### PROBLEM REQUIREMENTS
Check each line of the material for the string "from", then give only how many lines have it.

### RECORDS SUPPLIED

•••

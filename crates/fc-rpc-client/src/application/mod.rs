//! Application layer: the JSON-RPC client and the port implementations on top of it.

pub mod client;
pub mod events;
pub mod transport;

pub use client::RpcClient;
pub use events::RpcEventSource;
pub use transport::RpcTransport;
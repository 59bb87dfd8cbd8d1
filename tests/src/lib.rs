//! # OEM Client Test Suite
//!
//! End-to-end flows across the identity, submission, event hub and gateway
//! crates, run against the in-process development network.
//!
//! ## Structure
//!
//! ```text
//! tests/
//! ├── src/
//! │   ├── lib.rs                  # This file
//! │   ├── fixtures.rs             # Two-org network, recording orderer, seeding
//! │   └── integration/
//! │       ├── submission_flow.rs  # Propose, policy gate, order, commit wait
//! │       ├── event_flow.rs       # Registration, activation, replay, teardown
//! │       ├── gateway_flow.rs     # Gateway, contracts, listeners
//! │       └── runtime_flow.rs     # Profile and wallet on disk to a session
//! └── benches/
//!     └── submission_benchmarks.rs
//! ```
//!
//! The development network commits each ordered envelope as its own block,
//! numbered from 0, so block numbers in assertions count submissions.

pub mod fixtures;
pub mod integration;
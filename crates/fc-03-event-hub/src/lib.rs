//! # FC-03: Channel Event Hub
//!
//! Chaincode, block and transaction events from one peer's deliver service,
//! exposed as cancellable subscription streams.
//!
//! ## Lifecycle
//!
//! ```text
//! register_*() ──→ EventRegistration { id, stream }     (nothing flows yet)
//! connect()    ──→ pump task starts, events flow to matching streams
//! unregister() ──→ that stream ends with None
//! disconnect() ──→ every stream yields Err(Disconnected), then None
//! ```
//!
//! ## Architecture
//!
//! - **Domain**: `RegistrationId`, `EventRegistration`, `ConnectOptions`, errors
//! - **Ports**: Outbound `EventSource` (a peer's deliver service)
//! - **Application**: `ChannelEventHub`, `EventSubscription`, `CommitTracker`
//!
//! `CommitTracker` implements the submission crate's `CommitNotifier`, so a
//! connected hub is what makes "wait for commit" possible.

pub mod application;
pub mod config;
pub mod domain;
pub mod ports;

pub use application::{
    ChannelEventHub, CommitTracker, CommitTrackerStats, EventSubscription, RegistrationStream,
};
pub use application::subscription::EventResult;
pub use config::EventHubConfig;
pub use domain::errors::{DeliverError, EventHubError};
pub use domain::registration::{ConnectOptions, EventRegistration, RegistrationId};
pub use ports::outbound::{BlockStream, EventSource};
pub use shared_bus::ChannelEvent;
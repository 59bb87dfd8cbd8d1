//! # Submission Benchmarks
//!
//! Round trips against the in-process network.
//!
//! ```bash
//! cargo bench --package fc-tests --bench submission_benchmarks
//! cargo bench --package fc-tests --bench submission_benchmarks -- evaluate
//! ```

use criterion::{criterion_group, criterion_main, Criterion};
use fc_02_submission::{SubmitOptions, TransactionSubmissionApi};
use fc_tests::fixtures::{invocation, peers, TestNetwork, JOHN_DOE, REQUIREMENTS_PEER};
use std::sync::atomic::{AtomicU64, Ordering};
use tokio::runtime::Runtime;

fn runtime() -> Runtime {
    match Runtime::new() {
        Ok(runtime) => runtime,
        Err(e) => panic!("tokio runtime: {e}"),
    }
}

fn bench_submit_new_asset(c: &mut Criterion) {
    let rt = runtime();
    let net = rt.block_on(TestNetwork::start());
    let submitter = net.submitter();
    let next = AtomicU64::new(0);

    c.bench_function("submit/new_asset", |b| {
        b.iter(|| {
            let id = format!("Req-{}", next.fetch_add(1, Ordering::Relaxed));
            rt.block_on(submitter.submit_transaction(
                peers(&[REQUIREMENTS_PEER]),
                invocation("NewAsset", &[id.as_str(), JOHN_DOE, "benchmark"]),
                SubmitOptions::default(),
            ))
        })
    });
}

fn bench_evaluate_get_asset(c: &mut Criterion) {
    let rt = runtime();
    let net = rt.block_on(TestNetwork::start());
    let ids: Vec<String> = (0..100).map(|n| format!("Req-{n}")).collect();
    net.seed_assets(&ids);
    let submitter = net.submitter();

    c.bench_function("evaluate/get_asset", |b| {
        b.iter(|| {
            rt.block_on(submitter.evaluate_transaction(
                peers(&[REQUIREMENTS_PEER]),
                invocation("GetAsset", &["Req-42"]),
            ))
        })
    });
}

criterion_group!(
    name = submission_benches;
    config = Criterion::default().sample_size(50);
    targets = bench_submit_new_asset, bench_evaluate_get_asset,
);

criterion_main!(submission_benches);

•••

### RESPONSE TO THE EXERCISE
2